Investigating Sinatra + Active Record + Cloud SQL Connection Bottleneck
At Bukalapak [1] we had hundreds of microservices deployed on Google Cloud, running using Kubernetes [2]. Our databases mostly used Cloud SQL [3]. As for our code base was mostly written using Ruby and Golang.
Here I’m gonna share my experience when investigating bottleneck on one of the microservice that was managed by my Squad. The microservice was powered by Sinatra [4] and used Cloud SQL for MySQL (I will just refer it as Cloud SQL for the rest of this article).

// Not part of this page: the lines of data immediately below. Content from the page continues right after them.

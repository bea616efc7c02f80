// Copyright (c) 2025 Erick Bourgeois, firestoned
// SPDX-License-Identifier: MIT

//! Prometheus metrics for the App Operator.
//!
//! All metrics carry the namespace prefix `app_operator_giantswarm_io`
//! (prometheus-safe version of "app-operator.giantswarm.io") and are exposed
//! on the `/metrics` endpoint by the axum server started in `main`.

use prometheus::{CounterVec, Encoder, HistogramOpts, HistogramVec, Opts, Registry, TextEncoder};
use std::sync::LazyLock;
use std::time::Duration;

/// Namespace prefix for all operator metrics (prometheus-safe)
const METRICS_NAMESPACE: &str = "app_operator_giantswarm_io";

/// Global Prometheus metrics registry
///
/// All metrics are registered in this registry and exposed via the `/metrics`
/// endpoint.
pub static METRICS_REGISTRY: LazyLock<Registry> = LazyLock::new(Registry::new);

/// Total number of reconciliations by resource type and outcome
///
/// Labels:
/// - `resource_type`: Kind of resource (e.g., `App`)
/// - `status`: Outcome (`success`, `error`, `canceled`)
pub static RECONCILIATION_TOTAL: LazyLock<CounterVec> = LazyLock::new(|| {
    let opts = Opts::new(
        format!("{METRICS_NAMESPACE}_reconciliations_total"),
        "Total number of reconciliations by resource type and outcome",
    );
    let counter = CounterVec::new(opts, &["resource_type", "status"]).unwrap();
    METRICS_REGISTRY
        .register(Box::new(counter.clone()))
        .unwrap();
    counter
});

/// Duration of reconciliations in seconds
pub static RECONCILIATION_DURATION_SECONDS: LazyLock<HistogramVec> = LazyLock::new(|| {
    let opts = HistogramOpts::new(
        format!("{METRICS_NAMESPACE}_reconciliation_duration_seconds"),
        "Duration of reconciliations in seconds by resource type",
    )
    .buckets(vec![0.001, 0.01, 0.1, 0.5, 1.0, 2.0, 5.0, 10.0, 30.0, 60.0]);
    let histogram = HistogramVec::new(opts, &["resource_type"]).unwrap();
    METRICS_REGISTRY
        .register(Box::new(histogram.clone()))
        .unwrap();
    histogram
});

/// Total number of errors by resource type and error kind
///
/// Labels:
/// - `resource_type`: Kind of resource
/// - `error_kind`: Stable kind string from [`crate::errors::Error::kind`]
pub static ERRORS_TOTAL: LazyLock<CounterVec> = LazyLock::new(|| {
    let opts = Opts::new(
        format!("{METRICS_NAMESPACE}_errors_total"),
        "Total number of errors by resource type and error kind",
    );
    let counter = CounterVec::new(opts, &["resource_type", "error_kind"]).unwrap();
    METRICS_REGISTRY
        .register(Box::new(counter.clone()))
        .unwrap();
    counter
});

/// Total number of derived objects created
pub static RESOURCES_CREATED_TOTAL: LazyLock<CounterVec> = LazyLock::new(|| {
    let opts = Opts::new(
        format!("{METRICS_NAMESPACE}_resources_created_total"),
        "Total number of derived objects created by type",
    );
    let counter = CounterVec::new(opts, &["resource_type"]).unwrap();
    METRICS_REGISTRY
        .register(Box::new(counter.clone()))
        .unwrap();
    counter
});

/// Total number of derived objects updated
pub static RESOURCES_UPDATED_TOTAL: LazyLock<CounterVec> = LazyLock::new(|| {
    let opts = Opts::new(
        format!("{METRICS_NAMESPACE}_resources_updated_total"),
        "Total number of derived objects updated by type",
    );
    let counter = CounterVec::new(opts, &["resource_type"]).unwrap();
    METRICS_REGISTRY
        .register(Box::new(counter.clone()))
        .unwrap();
    counter
});

/// Total number of derived objects deleted
pub static RESOURCES_DELETED_TOTAL: LazyLock<CounterVec> = LazyLock::new(|| {
    let opts = Opts::new(
        format!("{METRICS_NAMESPACE}_resources_deleted_total"),
        "Total number of derived objects deleted by type",
    );
    let counter = CounterVec::new(opts, &["resource_type"]).unwrap();
    METRICS_REGISTRY
        .register(Box::new(counter.clone()))
        .unwrap();
    counter
});

/// Record a successful reconciliation with its duration.
pub fn record_reconciliation_success(resource_type: &str, duration: Duration) {
    RECONCILIATION_TOTAL
        .with_label_values(&[resource_type, "success"])
        .inc();
    RECONCILIATION_DURATION_SECONDS
        .with_label_values(&[resource_type])
        .observe(duration.as_secs_f64());
}

/// Record a failed reconciliation with its duration.
pub fn record_reconciliation_error(resource_type: &str, duration: Duration) {
    RECONCILIATION_TOTAL
        .with_label_values(&[resource_type, "error"])
        .inc();
    RECONCILIATION_DURATION_SECONDS
        .with_label_values(&[resource_type])
        .observe(duration.as_secs_f64());
}

/// Record a reconciliation that ended in a chain cancellation.
pub fn record_reconciliation_canceled(resource_type: &str) {
    RECONCILIATION_TOTAL
        .with_label_values(&[resource_type, "canceled"])
        .inc();
}

/// Record an error by its stable kind string.
pub fn record_error(resource_type: &str, error_kind: &str) {
    ERRORS_TOTAL
        .with_label_values(&[resource_type, error_kind])
        .inc();
}

/// Record a derived object creation.
pub fn record_resource_created(resource_type: &str) {
    RESOURCES_CREATED_TOTAL
        .with_label_values(&[resource_type])
        .inc();
}

/// Record a derived object update.
pub fn record_resource_updated(resource_type: &str) {
    RESOURCES_UPDATED_TOTAL
        .with_label_values(&[resource_type])
        .inc();
}

/// Record a derived object deletion.
pub fn record_resource_deleted(resource_type: &str) {
    RESOURCES_DELETED_TOTAL
        .with_label_values(&[resource_type])
        .inc();
}

/// Gather all registered metrics in the Prometheus text exposition format.
///
/// # Errors
///
/// Returns an error if encoding fails or the output is not valid UTF-8.
pub fn gather_metrics() -> Result<String, Box<dyn std::error::Error>> {
    let encoder = TextEncoder::new();
    let metric_families = METRICS_REGISTRY.gather();
    let mut buffer = Vec::new();
    encoder.encode(&metric_families, &mut buffer)?;
    Ok(String::from_utf8(buffer)?)
}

In Bukalapak, we call the team as Squad: which usually consist of Product Manager, Engineering Manager, Test Engineering Manager, Backend Engineer, Frontend Engineer, Mobile Apps Engineer, Test Engineer, Data Scientist, Designer
The Cloud SQL has a default 4000 concurrent connection limit [5] for the machine type that we used. This limit can be configured but was not recommended as exceeding the default limit might cause instability.
You can use the
max_connections
flag to configure connections limits. The Cloud SQL team recommends using the default connection limits to ensure instance stability. You can find the connection limits for your instance by connecting to your database and running this command:SHOW VARIABLES LIKE "max_connections";
About The Microservice
Our microservice mostly handled interactions with third party. So there was a lot of external API call (means it involves the internet). As for the tech stacks / services involved were:
- Ruby using Sinatra framework
- Puma [6] for the web server
- Active Record [7] for the ORM [8]
- Datadog [9] for the monitoring service
- OpsGenie [10] for the alerting service
- Kubernetes with HPA (Horizontal Pod Autoscaler) [11] configured
The Problem?
As mentioned previously, we had a limit of 4000 connections to the Cloud SQL. As our Squad’s features grew, our microservice received more and more traffic. At that time it can reach ~2600 rps (request per second).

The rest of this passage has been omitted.